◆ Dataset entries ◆
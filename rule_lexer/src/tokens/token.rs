//! Token and category types
use super::value::Value;
use serde::{Serialize, Serializer};
use std::fmt;

/// Lexical category of a token
#[derive(Debug, Clone, Copy, PartialEq, Eq, Hash)]
pub enum Category {
    Null,
    Whitespace,
    DateTime,
    Numeric,
    String,
    ArithmeticOperator,
    BooleanOperator,
    ComparisonOperator,
    Grouping,
    Access,
    Case,
    Boolean,
    Function,
    Identifier,
    /// Category introduced by a custom scanner or a hand-built token stream
    Custom(&'static str),
}

impl Category {
    pub fn as_str(&self) -> &'static str {
        match self {
            Category::Null => "null",
            Category::Whitespace => "whitespace",
            Category::DateTime => "datetime",
            Category::Numeric => "numeric",
            Category::String => "string",
            Category::ArithmeticOperator => "arithmetic_operator",
            Category::BooleanOperator => "boolean_operator",
            Category::ComparisonOperator => "comparison_operator",
            Category::Grouping => "grouping",
            Category::Access => "access",
            Category::Case => "case",
            Category::Boolean => "boolean",
            Category::Function => "function",
            Category::Identifier => "identifier",
            Category::Custom(name) => *name,
        }
    }

    /// Operators after which a `-` is a unary negation
    pub fn is_operator(&self) -> bool {
        matches!(
            self,
            Category::ArithmeticOperator | Category::ComparisonOperator | Category::BooleanOperator
        )
    }
}

impl fmt::Display for Category {
    fn fmt(&self, f: &mut fmt::Formatter<'_>) -> fmt::Result {
        f.pad(self.as_str())
    }
}

impl Serialize for Category {
    fn serialize<S: Serializer>(&self, serializer: S) -> Result<S::Ok, S::Error> {
        serializer.serialize_str(self.as_str())
    }
}

/// A lexical token: category, semantic value and the source text it came from
///
/// Equality compares category and value only; two tokens scanned from
/// `AND` and `&&` are equal.
#[derive(Debug, Clone, Serialize)]
pub struct Token {
    category: Category,
    value: Value,
    #[serde(skip_serializing_if = "Option::is_none")]
    raw: Option<String>,
}

impl Token {
    /// Token with no source text
    pub fn new(category: Category, value: impl Into<Value>) -> Self {
        Self {
            category,
            value: value.into(),
            raw: None,
        }
    }

    pub fn with_raw(category: Category, value: impl Into<Value>, raw: impl Into<String>) -> Self {
        Self {
            category,
            value: value.into(),
            raw: Some(raw.into()),
        }
    }

    pub fn category(&self) -> Category {
        self.category
    }

    pub fn value(&self) -> &Value {
        &self.value
    }

    pub fn raw(&self) -> Option<&str> {
        self.raw.as_deref()
    }

    pub fn is(&self, category: Category) -> bool {
        self.category == category
    }

    /// Length of the source text in characters, 0 without source text
    pub fn len(&self) -> usize {
        self.raw.as_deref().map_or(0, |raw| raw.chars().count())
    }

    pub fn is_empty(&self) -> bool {
        self.raw.as_deref().map_or(true, str::is_empty)
    }

    /// Bytes of input this token consumed
    pub(crate) fn consumed_bytes(&self) -> usize {
        self.raw.as_deref().map_or(0, str::len)
    }
}

impl PartialEq for Token {
    fn eq(&self, other: &Self) -> bool {
        self.category == other.category && self.value == other.value
    }
}

impl Eq for Token {}

impl fmt::Display for Token {
    fn fmt(&self, f: &mut fmt::Formatter<'_>) -> fmt::Result {
        match &self.raw {
            Some(raw) => f.write_str(raw),
            None => write!(f, "{}", self.value),
        }
    }
}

◆ Work instruction ◆
The output should be a character-exact copy of all entries.

◆ Answer section ◆
filename rule_lexer/src/tokens/token.rs
//! Token and category types
use super::value::Value;
use serde::{Serialize, Serializer};
use std::fmt;

/// Lexical category of a token
#[derive(Debug, Clone, Copy, PartialEq, Eq, Hash)]
pub enum Category {
    Null,
    Whitespace,
    DateTime,
    Numeric,
    String,
    ArithmeticOperator,
    BooleanOperator,
    ComparisonOperator,
    Grouping,
    Access,
    Case,
    Boolean,
    Function,
    Identifier,
    /// Category introduced by a custom scanner or a hand-built token stream
    Custom(&'static str),
}

impl Category {
    pub fn as_str(&self) -> &'static str {
        match self {
            Category::Null => "null",
            Category::Whitespace => "whitespace",
            Category::DateTime => "datetime",
            Category::Numeric => "numeric",
            Category::String => "string",
            Category::ArithmeticOperator => "arithmetic_operator",
            Category::BooleanOperator => "boolean_operator",
            Category::ComparisonOperator => "comparison_operator",
            Category::Grouping => "grouping",
            Category::Access => "access",
            Category::Case => "case",
            Category::Boolean => "boolean",
            Category::Function => "function",
            Category::Identifier => "identifier",
            Category::Custom(name) => *name,
        }
    }

    /// Operators after which a `-` is a unary negation
    pub fn is_operator(&self) -> bool {
        matches!(
            self,
            Category::ArithmeticOperator | Category::ComparisonOperator | Category::BooleanOperator
        )
    }
}

impl fmt::Display for Category {
    fn fmt(&self, f: &mut fmt::Formatter<'_>) -> fmt::Result {
        f.pad(self.as_str())
    }
}

impl Serialize for Category {
    fn serialize<S: Serializer>(&self, serializer: S) -> Result<S::Ok, S::Error> {
        serializer.serialize_str(self.as_str())
    }
}

/// A lexical token: category, semantic value and the source text it came from
///
/// Equality compares category and value only; two tokens scanned from
/// `AND` and `&&` are equal.
#[derive(Debug, Clone, Serialize)]
pub struct Token {
    category: Category,
    value: Value,
    #[serde(skip_serializing_if = "Option::is_none")]
    raw: Option<String>,
}

impl Token {
    /// Token with no source text
    pub fn new(category: Category, value: impl Into<Value>) -> Self {
        Self {
            category,
            value: value.into(),
            raw: None,
        }
    }

    pub fn with_raw(category: Category, value: impl Into<Value>, raw: impl Into<String>) -> Self {
        Self {
            category,
            value: value.into(),
            raw: Some(raw.into()),
        }
    }

    pub fn category(&self) -> Category {
        self.category
    }

    pub fn value(&self) -> &Value {
        &self.value
    }

    pub fn raw(&self) -> Option<&str> {
        self.raw.as_deref()
    }

    pub fn is(&self, category: Category) -> bool {
        self.category == category
    }

    /// Length of the source text in characters, 0 without source text
    pub fn len(&self) -> usize {
        self.raw.as_deref().map_or(0, |raw| raw.chars().count())
    }

    pub fn is_empty(&self) -> bool {
        self.raw.as_deref().map_or(true, str::is_empty)
    }

    /// Bytes of input this token consumed
    pub(crate) fn consumed_bytes(&self) -> usize {
        self.raw.as_deref().map_or(0, str::len)
    }
}

impl PartialEq for Token {
    fn eq(&self, other: &Self) -> bool {
        self.category == other.category && self.value == other.value
    }
}

impl Eq for Token {}

impl fmt::Display for Token {
    fn fmt(&self, f: &mut fmt::Formatter<'_>) -> fmt::Result {
        match &self.raw {
            Some(raw) => f.write_str(raw),
            None => write!(f, "{}", self.value),
        }
    }
}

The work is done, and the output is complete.